**WORK INSTRUCTION:** Restrict the output to the lines below starting at the one that contains "self.pending.extend_from_slice(buf);" and ending at the one that contains "let tail = std::mem::take(&mut", and restate them word for word, both ends included.
============================================================
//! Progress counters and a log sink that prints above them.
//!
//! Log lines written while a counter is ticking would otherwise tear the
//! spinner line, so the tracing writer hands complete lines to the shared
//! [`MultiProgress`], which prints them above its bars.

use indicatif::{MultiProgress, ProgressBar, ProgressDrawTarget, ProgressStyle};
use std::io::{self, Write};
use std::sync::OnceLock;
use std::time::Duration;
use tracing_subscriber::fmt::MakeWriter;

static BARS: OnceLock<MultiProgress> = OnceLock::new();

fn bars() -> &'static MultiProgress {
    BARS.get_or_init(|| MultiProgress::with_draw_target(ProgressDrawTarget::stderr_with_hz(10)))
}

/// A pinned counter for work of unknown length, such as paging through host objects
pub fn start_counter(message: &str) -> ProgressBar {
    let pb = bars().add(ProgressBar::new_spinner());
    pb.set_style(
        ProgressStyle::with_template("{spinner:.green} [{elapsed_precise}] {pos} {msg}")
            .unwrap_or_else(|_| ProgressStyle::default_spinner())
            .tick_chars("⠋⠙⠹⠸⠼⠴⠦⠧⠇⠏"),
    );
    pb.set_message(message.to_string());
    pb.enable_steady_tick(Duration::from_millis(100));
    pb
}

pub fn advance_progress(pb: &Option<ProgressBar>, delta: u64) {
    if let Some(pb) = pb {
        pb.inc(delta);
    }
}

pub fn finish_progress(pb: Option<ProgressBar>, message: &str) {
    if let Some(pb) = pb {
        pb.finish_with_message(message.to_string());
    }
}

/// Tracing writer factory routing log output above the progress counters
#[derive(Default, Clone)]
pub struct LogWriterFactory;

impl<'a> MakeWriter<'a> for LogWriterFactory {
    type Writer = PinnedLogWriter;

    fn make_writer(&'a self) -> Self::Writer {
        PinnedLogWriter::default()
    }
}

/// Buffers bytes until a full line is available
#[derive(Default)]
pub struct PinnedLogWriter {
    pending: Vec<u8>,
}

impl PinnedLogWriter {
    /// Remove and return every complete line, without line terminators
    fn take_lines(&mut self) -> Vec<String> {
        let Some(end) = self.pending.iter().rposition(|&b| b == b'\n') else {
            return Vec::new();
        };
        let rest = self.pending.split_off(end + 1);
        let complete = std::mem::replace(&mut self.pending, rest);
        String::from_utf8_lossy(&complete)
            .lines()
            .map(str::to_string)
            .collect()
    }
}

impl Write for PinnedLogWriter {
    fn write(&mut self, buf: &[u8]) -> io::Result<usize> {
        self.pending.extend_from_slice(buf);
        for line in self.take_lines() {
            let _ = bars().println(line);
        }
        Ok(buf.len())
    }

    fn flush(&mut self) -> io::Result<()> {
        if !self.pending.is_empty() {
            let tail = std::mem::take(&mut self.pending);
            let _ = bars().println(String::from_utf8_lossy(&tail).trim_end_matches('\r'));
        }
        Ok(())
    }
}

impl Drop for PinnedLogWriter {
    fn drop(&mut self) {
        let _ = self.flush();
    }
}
============================================================
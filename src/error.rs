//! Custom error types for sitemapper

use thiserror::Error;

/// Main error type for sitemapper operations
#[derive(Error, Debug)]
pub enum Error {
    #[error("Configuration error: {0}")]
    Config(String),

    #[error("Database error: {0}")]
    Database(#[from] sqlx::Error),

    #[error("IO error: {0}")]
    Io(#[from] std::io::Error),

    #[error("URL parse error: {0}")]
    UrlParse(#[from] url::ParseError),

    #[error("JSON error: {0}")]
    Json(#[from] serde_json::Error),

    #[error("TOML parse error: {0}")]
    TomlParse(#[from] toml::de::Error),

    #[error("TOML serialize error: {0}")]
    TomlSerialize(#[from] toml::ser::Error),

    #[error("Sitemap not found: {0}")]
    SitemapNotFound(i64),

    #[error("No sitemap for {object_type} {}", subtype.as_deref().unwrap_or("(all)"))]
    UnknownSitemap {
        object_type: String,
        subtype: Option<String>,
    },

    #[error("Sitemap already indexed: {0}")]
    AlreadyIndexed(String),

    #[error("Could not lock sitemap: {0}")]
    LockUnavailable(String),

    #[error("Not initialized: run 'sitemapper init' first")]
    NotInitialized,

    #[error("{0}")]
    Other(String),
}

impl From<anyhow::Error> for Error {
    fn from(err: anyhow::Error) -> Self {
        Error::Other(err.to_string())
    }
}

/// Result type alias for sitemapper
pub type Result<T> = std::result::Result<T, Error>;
============================================================
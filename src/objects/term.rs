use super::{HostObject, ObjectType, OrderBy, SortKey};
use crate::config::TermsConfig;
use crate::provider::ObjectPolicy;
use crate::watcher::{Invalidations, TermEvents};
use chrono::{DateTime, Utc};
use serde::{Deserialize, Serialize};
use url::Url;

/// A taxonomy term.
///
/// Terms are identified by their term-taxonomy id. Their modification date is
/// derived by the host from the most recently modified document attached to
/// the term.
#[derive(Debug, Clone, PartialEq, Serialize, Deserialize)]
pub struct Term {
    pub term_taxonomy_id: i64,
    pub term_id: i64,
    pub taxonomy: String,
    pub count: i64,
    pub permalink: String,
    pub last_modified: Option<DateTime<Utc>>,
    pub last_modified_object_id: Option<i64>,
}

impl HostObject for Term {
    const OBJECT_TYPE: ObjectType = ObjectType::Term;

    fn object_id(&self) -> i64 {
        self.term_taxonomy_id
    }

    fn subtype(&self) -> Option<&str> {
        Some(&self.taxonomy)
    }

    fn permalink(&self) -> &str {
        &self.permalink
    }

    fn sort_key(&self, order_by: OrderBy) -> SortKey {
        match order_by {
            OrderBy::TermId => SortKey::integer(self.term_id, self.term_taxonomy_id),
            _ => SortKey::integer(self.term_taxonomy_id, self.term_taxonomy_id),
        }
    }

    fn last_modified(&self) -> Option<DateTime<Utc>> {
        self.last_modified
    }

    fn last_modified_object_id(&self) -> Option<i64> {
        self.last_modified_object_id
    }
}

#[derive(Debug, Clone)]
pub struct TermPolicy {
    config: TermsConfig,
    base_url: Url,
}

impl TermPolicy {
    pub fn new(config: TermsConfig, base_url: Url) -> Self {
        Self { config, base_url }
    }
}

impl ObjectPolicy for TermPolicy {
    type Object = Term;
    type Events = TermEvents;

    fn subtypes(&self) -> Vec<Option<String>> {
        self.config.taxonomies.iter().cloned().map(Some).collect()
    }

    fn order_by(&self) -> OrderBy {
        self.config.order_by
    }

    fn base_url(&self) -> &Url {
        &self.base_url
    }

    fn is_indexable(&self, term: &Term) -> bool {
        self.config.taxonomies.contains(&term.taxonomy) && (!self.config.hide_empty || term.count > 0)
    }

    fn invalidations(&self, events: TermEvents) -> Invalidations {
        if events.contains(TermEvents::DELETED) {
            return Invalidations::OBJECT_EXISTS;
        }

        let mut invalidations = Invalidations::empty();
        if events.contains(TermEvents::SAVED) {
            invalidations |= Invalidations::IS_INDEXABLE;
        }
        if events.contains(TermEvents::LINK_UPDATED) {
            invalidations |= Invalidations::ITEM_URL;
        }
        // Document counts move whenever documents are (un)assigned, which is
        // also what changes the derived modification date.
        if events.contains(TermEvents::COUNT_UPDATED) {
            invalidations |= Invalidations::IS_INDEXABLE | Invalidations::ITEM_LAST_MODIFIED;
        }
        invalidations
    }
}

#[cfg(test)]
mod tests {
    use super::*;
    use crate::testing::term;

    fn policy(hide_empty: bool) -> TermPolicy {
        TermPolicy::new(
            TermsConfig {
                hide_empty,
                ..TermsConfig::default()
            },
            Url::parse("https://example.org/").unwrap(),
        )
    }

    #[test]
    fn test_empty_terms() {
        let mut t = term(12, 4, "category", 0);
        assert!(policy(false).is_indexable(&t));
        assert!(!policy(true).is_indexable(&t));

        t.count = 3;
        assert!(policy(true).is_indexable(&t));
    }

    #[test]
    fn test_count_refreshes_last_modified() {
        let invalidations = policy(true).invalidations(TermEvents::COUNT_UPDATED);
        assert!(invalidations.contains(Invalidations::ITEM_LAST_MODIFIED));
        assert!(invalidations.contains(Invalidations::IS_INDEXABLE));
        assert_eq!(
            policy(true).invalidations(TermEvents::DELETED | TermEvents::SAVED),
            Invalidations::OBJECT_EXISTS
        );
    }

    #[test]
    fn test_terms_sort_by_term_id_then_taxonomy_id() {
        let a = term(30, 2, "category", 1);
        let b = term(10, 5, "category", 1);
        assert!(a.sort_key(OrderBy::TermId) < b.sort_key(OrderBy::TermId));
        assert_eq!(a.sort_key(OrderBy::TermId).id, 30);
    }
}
============================================================
**TASK RESPONSE:**
        self.pending.extend_from_slice(buf);
        for line in self.take_lines() {
            let _ = bars().println(line);
        }
        Ok(buf.len())
    }

    fn flush(&mut self) -> io::Result<()> {
        if !self.pending.is_empty() {
            let tail = std::mem::take(&mut self.pending);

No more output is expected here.